= Beginning of Section =

use serde::{Deserialize, Serialize};
use std::fmt;
use std::str::FromStr;

/// Ordinal tag carried by point markers.
#[derive(Debug, Clone, Copy, PartialEq, Eq, PartialOrd, Ord, Hash, Default, Serialize, Deserialize)]
#[serde(rename_all = "kebab-case")]
pub enum Intensity {
    #[default]
    Low,
    Medium,
    High,
    VeryHigh,
}

impl Intensity {
    pub const ALL: [Intensity; 4] = [
        Intensity::Low,
        Intensity::Medium,
        Intensity::High,
        Intensity::VeryHigh,
    ];

    /// Value written to the annotation file.
    pub fn ordinal(self) -> u8 {
        match self {
            Intensity::Low => 0,
            Intensity::Medium => 1,
            Intensity::High => 2,
            Intensity::VeryHigh => 3,
        }
    }

    pub fn from_ordinal(ordinal: i64) -> Option<Self> {
        match ordinal {
            0 => Some(Intensity::Low),
            1 => Some(Intensity::Medium),
            2 => Some(Intensity::High),
            3 => Some(Intensity::VeryHigh),
            _ => None,
        }
    }
}

impl fmt::Display for Intensity {
    fn fmt(&self, f: &mut fmt::Formatter<'_>) -> fmt::Result {
        let name = match self {
            Intensity::Low => "low",
            Intensity::Medium => "medium",
            Intensity::High => "high",
            Intensity::VeryHigh => "very-high",
        };
        f.write_str(name)
    }
}

impl FromStr for Intensity {
    type Err = String;

    /// Accepts either the display name or the file ordinal.
    fn from_str(s: &str) -> Result<Self, Self::Err> {
        let s = s.trim();
        if let Ok(ordinal) = s.parse::<i64>() {
            return Intensity::from_ordinal(ordinal)
                .ok_or_else(|| format!("intensity ordinal out of range: {ordinal}"));
        }
        match s.to_ascii_lowercase().as_str() {
            "low" => Ok(Intensity::Low),
            "medium" => Ok(Intensity::Medium),
            "high" => Ok(Intensity::High),
            "very-high" | "veryhigh" | "very_high" => Ok(Intensity::VeryHigh),
            other => Err(format!("unknown intensity: {other}")),
        }
    }
}

/// A single tagged point on the sample timeline.
#[derive(Debug, Clone, Copy, PartialEq, Eq, Hash, Serialize)]
pub struct Marker {
    pub sample_index: usize,
    pub intensity: Intensity,
}

/// A closed interval of samples. `start <= end` always holds.
#[derive(Debug, Clone, Copy, PartialEq, Eq, Hash, Serialize)]
pub struct Section {
    start: usize,
    end: usize,
}

impl Section {
    /// Builds a section from two endpoints in either order.
    pub fn new(a: usize, b: usize) -> Self {
        Self {
            start: a.min(b),
            end: a.max(b),
        }
    }

    pub fn start(&self) -> usize {
        self.start
    }

    pub fn end(&self) -> usize {
        self.end
    }

    pub fn len(&self) -> usize {
        self.end - self.start
    }

    pub fn is_empty(&self) -> bool {
        self.start == self.end
    }

    pub fn contains(&self, position: usize) -> bool {
        self.start <= position && position <= self.end
    }

    pub fn intersects(&self, start: usize, end: usize) -> bool {
        self.start <= end && start <= self.end
    }
}

#[derive(Debug, Clone, Copy, PartialEq, Eq, Hash, Serialize)]
#[serde(tag = "kind", rename_all = "snake_case")]
pub enum AnnotationEntry {
    Marker(Marker),
    Section(Section),
}

impl AnnotationEntry {
    pub fn marker(sample_index: usize, intensity: Intensity) -> Self {
        AnnotationEntry::Marker(Marker {
            sample_index,
            intensity,
        })
    }

    pub fn section(a: usize, b: usize) -> Self {
        AnnotationEntry::Section(Section::new(a, b))
    }

    /// Sort key of the collection.
    pub fn start(&self) -> usize {
        match self {
            AnnotationEntry::Marker(m) => m.sample_index,
            AnnotationEntry::Section(s) => s.start(),
        }
    }

    pub fn end(&self) -> usize {
        match self {
            AnnotationEntry::Marker(m) => m.sample_index,
            AnnotationEntry::Section(s) => s.end(),
        }
    }

    pub fn is_section(&self) -> bool {
        matches!(self, AnnotationEntry::Section(_))
    }

    /// Distance from `position` to the nearest point covered by this entry.
    pub fn distance_to(&self, position: usize) -> usize {
        if position < self.start() {
            self.start() - position
        } else if position > self.end() {
            position - self.end()
        } else {
            0
        }
    }
}
//! Diagnostic print sink
//!
//! The library reports problems through a single process-wide sink. Hosts
//! replace it with [`libperf_init`]; until then messages go to stderr.
//! Messages above the configured verbosity (see [`crate::config`]) are
//! dropped before the sink is called.

use std::fmt;
use std::sync::Arc;

use once_cell::sync::Lazy;
use parking_lot::RwLock;

use crate::config::get_config;

/// Severity of a diagnostic message, most severe first
#[derive(Debug, Clone, Copy, PartialEq, Eq, PartialOrd, Ord, Hash)]
pub enum PrintLevel {
    Err = 0,
    Warn = 1,
    Info = 2,
    Debug = 3,
    Debug2 = 4,
    Debug3 = 5,
}

impl PrintLevel {
    /// Returns the level name as a string slice.
    pub fn as_str(&self) -> &'static str {
        match self {
            Self::Err => "ERR",
            Self::Warn => "WARN",
            Self::Info => "INFO",
            Self::Debug => "DEBUG",
            Self::Debug2 => "DEBUG2",
            Self::Debug3 => "DEBUG3",
        }
    }

    /// Level from its numeric value, if in range
    pub fn from_i32(value: i32) -> Option<Self> {
        match value {
            0 => Some(Self::Err),
            1 => Some(Self::Warn),
            2 => Some(Self::Info),
            3 => Some(Self::Debug),
            4 => Some(Self::Debug2),
            5 => Some(Self::Debug3),
            _ => None,
        }
    }
}

impl fmt::Display for PrintLevel {
    fn fmt(&self, f: &mut fmt::Formatter<'_>) -> fmt::Result {
        write!(f, "{}", self.as_str())
    }
}

/// A diagnostic sink: receives the level and the formatted message, returns
/// the number of bytes written.
pub type PrintFn = Arc<dyn Fn(PrintLevel, fmt::Arguments<'_>) -> i32 + Send + Sync>;

static PRINT_FN: Lazy<RwLock<PrintFn>> = Lazy::new(|| {
    let default_fn: PrintFn = Arc::new(stderr_print);
    RwLock::new(default_fn)
});

/// Default sink: writes the message to stderr unchanged.
pub fn stderr_print(_level: PrintLevel, args: fmt::Arguments<'_>) -> i32 {
    let msg = args.to_string();
    eprint!("{}", msg);
    i32::try_from(msg.len()).unwrap_or(i32::MAX)
}

/// Sink that forwards messages to `tracing` at the matching level.
pub fn tracing_print(level: PrintLevel, args: fmt::Arguments<'_>) -> i32 {
    let msg = args.to_string();
    let msg = msg.trim_end();
    match level {
        PrintLevel::Err => tracing::error!(target: "libperf", "{}", msg),
        PrintLevel::Warn => tracing::warn!(target: "libperf", "{}", msg),
        PrintLevel::Info => tracing::info!(target: "libperf", "{}", msg),
        PrintLevel::Debug => tracing::debug!(target: "libperf", "{}", msg),
        PrintLevel::Debug2 | PrintLevel::Debug3 => tracing::trace!(target: "libperf", "{}", msg),
    }
    i32::try_from(msg.len()).unwrap_or(i32::MAX)
}

/// Installs `print_fn` as the library's diagnostic sink.
///
/// May be called again to replace the sink.
pub fn libperf_init(print_fn: PrintFn) {
    *PRINT_FN.write() = print_fn;
    tracing::debug!("libperf print sink installed");
}

/// Sends a message to the installed sink, honouring the configured verbosity.
///
/// Returns what the sink returned, or 0 if the message was filtered out.
pub fn libperf_print(level: PrintLevel, args: fmt::Arguments<'_>) -> i32 {
    if level > get_config().verbosity {
        return 0;
    }
    // Clone out of the lock so a sink may call back into libperf_init.
    let print_fn = Arc::clone(&PRINT_FN.read());
    print_fn(level, args)
}

#[macro_export]
macro_rules! pr_err {
    ($($arg:tt)*) => {
        $crate::print::libperf_print($crate::print::PrintLevel::Err, format_args!($($arg)*))
    };
}

#[macro_export]
macro_rules! pr_warning {
    ($($arg:tt)*) => {
        $crate::print::libperf_print($crate::print::PrintLevel::Warn, format_args!($($arg)*))
    };
}

#[macro_export]
macro_rules! pr_info {
    ($($arg:tt)*) => {
        $crate::print::libperf_print($crate::print::PrintLevel::Info, format_args!($($arg)*))
    };
}

#[macro_export]
macro_rules! pr_debug {
    ($($arg:tt)*) => {
        $crate::print::libperf_print($crate::print::PrintLevel::Debug, format_args!($($arg)*))
    };
}
//! Global configuration for libperf
//!
//! Thread-safe, process-wide settings read by the print sink and the thread
//! map release path.

use std::sync::{PoisonError, RwLock};

use crate::print::PrintLevel;

/// Global library configuration
#[derive(Debug, Clone, PartialEq, Eq)]
pub struct LibperfConfig {
    /// Most verbose level still passed to the print sink
    pub verbosity: PrintLevel,

    /// Whether releasing a thread map with outstanding references warns
    pub warn_unbalanced_refcnt: bool,
}

impl LibperfConfig {
    const DEFAULT: LibperfConfig = LibperfConfig {
        verbosity: PrintLevel::Info,
        warn_unbalanced_refcnt: true,
    };
}

impl Default for LibperfConfig {
    fn default() -> Self {
        Self::DEFAULT
    }
}

/// Global configuration instance
static GLOBAL_CONFIG: RwLock<LibperfConfig> = RwLock::new(LibperfConfig::DEFAULT);

/// Gets the current configuration
///
/// A poisoned lock still holds a complete value, so it is read through.
pub fn get_config() -> LibperfConfig {
    GLOBAL_CONFIG
        .read()
        .unwrap_or_else(PoisonError::into_inner)
        .clone()
}

/// Replaces the configuration
pub fn set_config(config: LibperfConfig) {
    let mut global = GLOBAL_CONFIG
        .write()
        .unwrap_or_else(PoisonError::into_inner);
    *global = config;
}
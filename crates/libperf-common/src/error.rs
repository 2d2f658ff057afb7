//! Error types for libperf

use thiserror::Error;

/// Result type alias for libperf operations
pub type Result<T> = std::result::Result<T, LibperfError>;

/// Unified error type for all libperf operations
#[derive(Error, Debug, Clone, PartialEq, Eq)]
pub enum LibperfError {
    /// A value of the wrong semantic type was supplied
    #[error("Type mismatch: expected {expected}, got {actual}")]
    TypeMismatch {
        expected: &'static str,
        actual: String,
    },

    /// A sequence write did not match the fixed entry count
    #[error("Size mismatch: expected {expected} entries, got {actual}")]
    SizeMismatch { expected: usize, actual: usize },

    /// Entry index outside `0..nr`
    #[error("Index {index} out of range for thread map of {nr} entries")]
    IndexOutOfRange { index: usize, nr: usize },

    /// The thread map factory could not allocate a map
    #[error("Allocation error: {0}")]
    Allocation(String),

    /// A type could not be registered with the hosting module
    #[error("Registration error: {0}")]
    Registration(String),

    /// The thread map was never allocated or has already been released
    #[error("Thread map has no allocation")]
    Released,
}

#[cfg(feature = "python")]
pyo3::create_exception!(
    libperf,
    ThreadMapReleasedError,
    pyo3::exceptions::PyRuntimeError,
    "Raised when a thread map, or a view onto one, is used without an allocation."
);

#[cfg(feature = "python")]
impl From<LibperfError> for pyo3::PyErr {
    fn from(err: LibperfError) -> pyo3::PyErr {
        use pyo3::exceptions::{PyIndexError, PyMemoryError, PyRuntimeError, PyTypeError, PyValueError};

        let msg = err.to_string();
        match err {
            LibperfError::TypeMismatch { .. } => PyTypeError::new_err(msg),
            LibperfError::SizeMismatch { .. } => PyValueError::new_err(msg),
            LibperfError::IndexOutOfRange { .. } => PyIndexError::new_err(msg),
            LibperfError::Allocation(_) => PyMemoryError::new_err(msg),
            LibperfError::Released => ThreadMapReleasedError::new_err(msg),
            LibperfError::Registration(_) => PyRuntimeError::new_err(msg),
        }
    }
}
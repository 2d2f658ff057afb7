//! Exclusive ownership of a factory-allocated thread map

use std::fmt;
use std::sync::Arc;

use libperf_common::{LibperfError, Result};

use crate::config::get_config;
use crate::factory::ThreadMapFactory;
use crate::threadmap::ThreadMap;

/// Owns one thread map and returns it to its factory exactly once, on
/// [`OwnedThreadMap::release`] or on drop, whichever comes first.
///
/// After release every accessor fails with [`LibperfError::Released`].
pub struct OwnedThreadMap {
    map: Option<ThreadMap>,
    factory: Arc<dyn ThreadMapFactory>,
}

impl OwnedThreadMap {
    /// Allocates a dummy map through `factory`; `None` if it fails.
    pub fn new_dummy(factory: Arc<dyn ThreadMapFactory>) -> Option<Self> {
        let map = factory.new_dummy()?;
        tracing::debug!(nr = map.nr(), "allocated dummy thread map");
        Some(Self::adopt(map, factory))
    }

    /// Allocates an `nr`-entry map through `factory`.
    pub fn new_array(
        factory: Arc<dyn ThreadMapFactory>,
        nr: usize,
        pids: Option<&[i32]>,
    ) -> Result<Self> {
        let map = factory.new_array(nr, pids)?;
        tracing::debug!(nr, "allocated thread map");
        Ok(Self::adopt(map, factory))
    }

    /// Takes ownership of a map `factory` allocated.
    pub fn adopt(map: ThreadMap, factory: Arc<dyn ThreadMapFactory>) -> Self {
        Self {
            map: Some(map),
            factory,
        }
    }

    /// An owner with no allocation yet, see [`OwnedThreadMap::install_dummy`].
    pub fn empty(factory: Arc<dyn ThreadMapFactory>) -> Self {
        Self { map: None, factory }
    }

    /// Allocates a dummy map through `factory` and swaps it in, releasing
    /// any map held before. On allocation failure the current state is kept
    /// and false is returned.
    pub fn install_dummy(&mut self, factory: Arc<dyn ThreadMapFactory>) -> bool {
        let Some(map) = factory.new_dummy() else {
            tracing::debug!("dummy thread map allocation failed");
            return false;
        };
        self.release();
        self.map = Some(map);
        self.factory = factory;
        true
    }

    pub fn get(&self) -> Result<&ThreadMap> {
        self.map.as_ref().ok_or(LibperfError::Released)
    }

    pub fn get_mut(&mut self) -> Result<&mut ThreadMap> {
        self.map.as_mut().ok_or(LibperfError::Released)
    }

    pub fn is_released(&self) -> bool {
        self.map.is_none()
    }

    /// Drops the owner's reference and hands the map back to the factory.
    ///
    /// Returns false if the map was already released. Extra references
    /// taken with [`ThreadMap::get`] do not keep the storage alive; they
    /// only trigger an "unbalanced" warning.
    pub fn release(&mut self) -> bool {
        let Some(map) = self.map.take() else {
            return false;
        };

        if !map.put() && get_config().warn_unbalanced_refcnt {
            crate::pr_warning!("thread map refcnt unbalanced\n");
            tracing::warn!(refcnt = map.refcnt().read(), "releasing thread map with live references");
        }

        tracing::debug!(nr = map.nr(), "released thread map");
        self.factory.release(map);
        true
    }
}

impl Drop for OwnedThreadMap {
    fn drop(&mut self) {
        self.release();
    }
}

impl fmt::Debug for OwnedThreadMap {
    fn fmt(&self, f: &mut fmt::Formatter<'_>) -> fmt::Result {
        f.debug_struct("OwnedThreadMap")
            .field("map", &self.map)
            .finish_non_exhaustive()
    }
}
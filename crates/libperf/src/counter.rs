//! AtomicCounter and RefCount classes

use libperf_core::{AtomicCounter, RefCount};
use pyo3::prelude::*;

use crate::thread_map::PyThreadMap;

// =====================
// AtomicCounter
// =====================

/// Python AtomicCounter class - an integer read and set atomically
#[pyclass(name = "AtomicCounter", module = "libperf")]
pub struct PyAtomicCounter {
    inner: AtomicCounter,
}

#[pymethods]
impl PyAtomicCounter {
    #[new]
    #[pyo3(signature = (counter = 0))]
    fn new(counter: i32) -> Self {
        Self {
            inner: AtomicCounter::new(counter),
        }
    }

    #[getter]
    fn counter(&self) -> i32 {
        self.inner.read()
    }

    #[setter]
    fn set_counter(&self, counter: i32) {
        self.inner.set(counter);
    }

    /// Add one, returning the new value
    fn inc(&self) -> i32 {
        self.inner.inc()
    }

    /// Subtract one, returning the new value
    fn dec(&self) -> i32 {
        self.inner.dec()
    }

    fn __repr__(&self) -> String {
        format!("AtomicCounter(counter={})", self.inner.read())
    }
}

// =====================
// RefCount
// =====================

enum RefSource {
    Standalone(RefCount),
    /// The reference count of a thread map, read through the map
    ThreadMap(Py<PyThreadMap>),
}

/// Python RefCount class
///
/// Either standalone, or a view onto a thread map's reference count that
/// reads and writes the map's own counter.
#[pyclass(name = "RefCount", module = "libperf")]
pub struct PyRefCount {
    source: RefSource,
}

impl PyRefCount {
    pub(crate) fn of_thread_map(parent: Py<PyThreadMap>) -> Self {
        Self {
            source: RefSource::ThreadMap(parent),
        }
    }

    fn with_refcount<R>(&self, py: Python<'_>, f: impl FnOnce(&RefCount) -> R) -> PyResult<R> {
        match &self.source {
            RefSource::Standalone(refs) => Ok(f(refs)),
            RefSource::ThreadMap(parent) => {
                let parent = parent.bind(py).try_borrow()?;
                Ok(f(parent.thread_map()?.refcnt()))
            }
        }
    }
}

#[pymethods]
impl PyRefCount {
    #[new]
    #[pyo3(signature = (refs = 1))]
    fn new(refs: i32) -> Self {
        Self {
            source: RefSource::Standalone(RefCount::new(refs)),
        }
    }

    #[getter]
    fn refs(&self, py: Python<'_>) -> PyResult<i32> {
        self.with_refcount(py, RefCount::read)
    }

    #[setter]
    fn set_refs(&self, py: Python<'_>, refs: i32) -> PyResult<()> {
        self.with_refcount(py, |r| r.set(refs))
    }

    /// True if this reads through a thread map
    #[getter]
    fn is_view(&self) -> bool {
        matches!(self.source, RefSource::ThreadMap(_))
    }

    /// Take a reference; a zero count stays zero and warns
    fn inc(&self, py: Python<'_>) -> PyResult<()> {
        self.with_refcount(py, RefCount::inc)
    }

    /// Drop a reference, returning True if it was the last one
    fn dec_and_test(&self, py: Python<'_>) -> PyResult<bool> {
        self.with_refcount(py, RefCount::dec_and_test)
    }

    fn __repr__(&self, py: Python<'_>) -> PyResult<String> {
        let refs = self.with_refcount(py, RefCount::read)?;
        Ok(format!("RefCount(refs={})", refs))
    }
}
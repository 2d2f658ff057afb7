//! Adds classes to the module exactly once, reporting failures

use libperf_common::{LibperfError, Result};
use libperf_core::{Registration, TypeRegistry};
use pyo3::prelude::*;
use pyo3::{PyClass, PyTypeInfo};

pub struct ModuleRegistrar<'a, 'py> {
    module: &'a Bound<'py, PyModule>,
    registry: TypeRegistry,
}

impl<'a, 'py> ModuleRegistrar<'a, 'py> {
    pub fn new(module: &'a Bound<'py, PyModule>) -> Self {
        Self {
            module,
            registry: TypeRegistry::new(),
        }
    }

    /// Adds class `T` under its Python name unless it is already there.
    pub fn push_type<T: PyClass>(&mut self) -> Result<Registration> {
        let name = <T as PyTypeInfo>::NAME;
        let registration = self.registry.register(name)?;
        if registration == Registration::Added {
            self.module
                .add_class::<T>()
                .map_err(|e| LibperfError::Registration(format!("{}: {}", name, e)))?;
            tracing::debug!(name, "registered type");
        }
        Ok(registration)
    }

    pub fn into_registry(self) -> TypeRegistry {
        self.registry
    }
}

= End of Section =

Copy out each line in the listing that has the word "allocated".

* SOLUTION TO THIS PROBLEM:
    /// The thread map was never allocated or has already been released
//! Exclusive ownership of a factory-allocated thread map
        tracing::debug!(nr = map.nr(), "allocated dummy thread map");
        tracing::debug!(nr, "allocated thread map");
    /// Takes ownership of a map `factory` allocated.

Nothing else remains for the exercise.